On August 6, 2024, Petrescu filed a motion to dismiss the claims against him with prejudice pursuant to Rule 12(b)(6) and Rule 12(b)(2). (ECF No. 59.) Petrescu avers Plaintiff fails to state a claim against him; Plaintiff's claims are barred by the doctrine of res judicata; and this Court lacks personal jurisdiction over Petrescu. (Id. at 2-3.) On August 15, 2024, Plaintiff filed an opposition. (ECF No. 63.) Petrescu did not file a reply brief and the time to do so has expired.

On August 8, 2024, Plaintiff filed a motion to voluntarily dismiss this action without prejudice pursuant to Rule 41(a)(2). (ECF No. 60.) Plaintiff states he brings the motion because Petrescu, the only appearing defendant, will not stipulate to a voluntary dismissal under Rule 41(a)(1)(A)(ii). (Id. at 6.) Plaintiff seeks dismissal so he can correct the deficiencies in service of Jackson, Birch, 420 Real Estate, Transatlantic Real Estate, Bangi, and Shumake. (Id.) On August 20, 2024, Petrescu filed an opposition, arguing that the case should be dismissed with prejudice. (ECF No. 64.) Plaintiff did not file a reply brief and the time to do so has expired.

III.

LEGAL STANDARD

Under Rule 41(a)(1) of the Federal Rules of Civil Procedure, a plaintiff may withdraw an action without first seeking leave of court either by filing a stipulation signed by all parties who have appeared or by filing a motion prior to service of an answer or a motion for summary judgment. Fed.R.Civ.P. 41(a)(1). Where, as here, a defendant has filed an answer to the complaint and refuses to stipulate to the dismissal, a plaintiff may voluntarily dismiss the action “only by court order, on terms that the court considers proper.” Fed.R.Civ.P. 41(a)(2).
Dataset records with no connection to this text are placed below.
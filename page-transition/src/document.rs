//! # Document 模块
//!
//! 最小化的文档模型：按 id 索引的元素表，加上挂载通知。
//!
//! 过渡系统只通过 id 查找内容节点，从不长期持有节点引用；
//! `wait_for_element` 是"内容已挂载"信号，替代轮询。

use std::cell::{Cell, Ref, RefCell};
use std::collections::HashMap;
use std::rc::Rc;

use tokio::sync::watch;

use crate::animation::{Animatable, ObjectId};
use crate::style::{ANIMATABLE_PROPERTIES, KeyframeState, TransformOrigin, VisualStyle};

/// 元素显示模式
#[derive(Debug, Clone, Copy, PartialEq, Eq, Default)]
pub enum DisplayMode {
    #[default]
    Block,
    Grid,
    None,
}

/// 文档元素
///
/// 所有可变部分都走内部可变性，元素以 `Rc<Element>` 在文档、
/// 动画系统和组件之间共享。
#[derive(Debug, Default)]
pub struct Element {
    id: Option<String>,
    class: String,
    text: RefCell<String>,
    background: Option<String>,
    display: Cell<DisplayMode>,
    style: RefCell<VisualStyle>,
    children: RefCell<Vec<Rc<Element>>>,
    /// 在动画系统中的注册 ID
    object_id: Cell<Option<ObjectId>>,
}

impl Element {
    /// 创建带 id 的元素
    pub fn new(id: impl Into<String>) -> Self {
        Self {
            id: Some(id.into()),
            ..Self::default()
        }
    }

    /// 创建匿名元素
    pub fn anonymous() -> Self {
        Self::default()
    }

    pub fn with_class(mut self, class: impl Into<String>) -> Self {
        self.class = class.into();
        self
    }

    pub fn with_text(self, text: impl Into<String>) -> Self {
        *self.text.borrow_mut() = text.into();
        self
    }

    pub fn with_background(mut self, color: impl Into<String>) -> Self {
        self.background = Some(color.into());
        self
    }

    pub fn with_display(self, display: DisplayMode) -> Self {
        self.display.set(display);
        self
    }

    pub fn with_child(self, child: Rc<Element>) -> Self {
        self.children.borrow_mut().push(child);
        self
    }

    pub fn id(&self) -> Option<&str> {
        self.id.as_deref()
    }

    pub fn class(&self) -> &str {
        &self.class
    }

    pub fn background(&self) -> Option<&str> {
        self.background.as_deref()
    }

    pub fn text(&self) -> String {
        self.text.borrow().clone()
    }

    pub fn set_text(&self, text: impl Into<String>) {
        *self.text.borrow_mut() = text.into();
    }

    pub fn display(&self) -> DisplayMode {
        self.display.get()
    }

    pub fn set_display(&self, display: DisplayMode) {
        self.display.set(display);
    }

    /// 当前样式快照
    pub fn style(&self) -> VisualStyle {
        *self.style.borrow()
    }

    /// 立即写入关键帧（不经过动画）
    pub fn apply_state(&self, state: &KeyframeState) {
        self.style.borrow_mut().apply(state);
    }

    pub fn set_origin(&self, origin: TransformOrigin) {
        self.style.borrow_mut().transform_origin = origin;
    }

    pub fn append_child(&self, child: Rc<Element>) {
        self.children.borrow_mut().push(child);
    }

    pub fn children(&self) -> Ref<'_, Vec<Rc<Element>>> {
        self.children.borrow()
    }

    pub(crate) fn object_id(&self) -> Option<ObjectId> {
        self.object_id.get()
    }

    pub(crate) fn set_object_id(&self, id: Option<ObjectId>) {
        self.object_id.set(id);
    }

    /// 自身及所有后代（先序）
    pub fn descendants(self: &Rc<Self>) -> Vec<Rc<Element>> {
        let mut out = vec![self.clone()];
        for child in self.children.borrow().iter() {
            out.extend(child.descendants());
        }
        out
    }
}

impl Animatable for Element {
    fn get_property(&self, property_id: &str) -> Option<f32> {
        self.style.borrow().get(property_id)
    }

    fn set_property(&self, property_id: &str, value: f32) -> bool {
        self.style.borrow_mut().set(property_id, value)
    }

    fn property_list(&self) -> &'static [&'static str] {
        ANIMATABLE_PROPERTIES
    }
}

/// 文档
///
/// 每次挂载都会推进挂载代数，`wait_for_element` 借此得知新节点出现。
#[derive(Debug)]
pub struct Document {
    elements: RefCell<HashMap<String, Rc<Element>>>,
    body: RefCell<Vec<Rc<Element>>>,
    mounts: watch::Sender<u64>,
}

impl Default for Document {
    fn default() -> Self {
        Self::new()
    }
}

impl Document {
    pub fn new() -> Self {
        Self {
            elements: RefCell::new(HashMap::new()),
            body: RefCell::new(Vec::new()),
            mounts: watch::Sender::new(0),
        }
    }

    /// 挂载元素（连同后代）到 id 索引
    ///
    /// 同 id 的旧元素被替换。
    pub fn mount(&self, element: Rc<Element>) {
        {
            let mut elements = self.elements.borrow_mut();
            for node in element.descendants() {
                if let Some(id) = node.id() {
                    elements.insert(id.to_string(), node.clone());
                }
            }
        }
        tracing::trace!(id = ?element.id(), "元素挂载");
        self.mounts.send_modify(|generation| *generation += 1);
    }

    /// 挂载并追加到 body 末尾
    pub fn append_to_body(&self, element: Rc<Element>) {
        self.body.borrow_mut().push(element.clone());
        self.mount(element);
    }

    /// 卸载元素（连同后代），返回被卸载的元素
    pub fn unmount(&self, id: &str) -> Option<Rc<Element>> {
        let element = self.elements.borrow().get(id).cloned()?;
        {
            let mut elements = self.elements.borrow_mut();
            for node in element.descendants() {
                if let Some(node_id) = node.id() {
                    // 只移除仍指向这棵子树的条目
                    if elements.get(node_id).is_some_and(|e| Rc::ptr_eq(e, &node)) {
                        elements.remove(node_id);
                    }
                }
            }
        }
        self.body.borrow_mut().retain(|e| !Rc::ptr_eq(e, &element));
        tracing::trace!(id, "元素卸载");
        Some(element)
    }

    pub fn get_element_by_id(&self, id: &str) -> Option<Rc<Element>> {
        self.elements.borrow().get(id).cloned()
    }

    pub fn contains(&self, id: &str) -> bool {
        self.elements.borrow().contains_key(id)
    }

    /// body 下的顶层元素
    pub fn body(&self) -> Vec<Rc<Element>> {
        self.body.borrow().clone()
    }

    /// 等待指定 id 的元素出现
    ///
    /// 已存在时立即返回。调用方用 `tokio::time::timeout` 限定等待时长。
    pub async fn wait_for_element(&self, id: &str) -> Rc<Element> {
        let mut mounts = self.mounts.subscribe();
        loop {
            if let Some(element) = self.get_element_by_id(id) {
                return element;
            }
            if mounts.changed().await.is_err() {
                // 发送端随文档存在，不会走到这里
                std::future::pending::<()>().await;
            }
        }
    }
}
When evaluating a Rule 41(a)(2) motion for dismissal without prejudice, the court must determine whether granting the motion “would result in legal prejudice to the defendant and, if not, the motion should be granted.” Kamal v. Eden Creamery, LLC, 88 F.4th 1268, 1282 (9th Cir. 2023); see also Isgar v. City of Bakersfield, No. 1:18-CV-0433 JLT, 2020 WL 3256849, at *3 (E.D. Cal. June 16, 2020) (noting that a motion for voluntary dismissal under Rule 41(a)(2) should be liberally granted if it will not result in legal prejudice). Legal prejudice is “prejudice to some interest, some legal claim, [or] some legal argument.” Westlands Water Dist. v. United States, 100 F.3d 94, 97 (9th Cir. 1996). “Plain legal prejudice may be shown where actual legal rights are threatened or where monetary or other burdens appear to be extreme or unreasonable.” Watson v. Clark, 716 F.Supp. 1354, 1356 (D. Nev. 1989), affd, 909 F.2d 1490 (9th Cir. 1990). The defendant holds the burden of showing that the action should not be dismissed due to legal prejudice. Edstrom v. NDEX W., LLC, No. CIV S-10-0105 KJM, 2012 WL 4092420, at *2 n.3 (E.D. Cal. Sept. 17, 2012) (explaining that “there is no requirement in this Circuit that a plaintiff explain its reasons for seeking dismissal; rather, it is the defendant's burden to show that it will suffer plain legal prejudice in opposing a plaintiff's voluntary dismissal.”).

IV.

DISCUSSION

Plaintiff moves to voluntarily dismiss this action so that he may correct the deficiencies in service and refile the case. (ECF No. 60 at 10-11.) Defendant Petrescu opposes dismissal to the extent that it is without prejudice. (ECF No. 64.) Instead, Petrescu requests that the Court only dismiss this action with prejudice because allowing dismissal without prejudice would cause ongoing legal uncertainty; require Petrescu to incur additional costs; reward Plaintiff's lack of diligence in pursuing this action; allow Plaintiff to refile a case against Petrescu that is unlikely to succeed; and for various other procedural considerations. (Id. at 2-5.) The Court addresses each of these arguments in turn.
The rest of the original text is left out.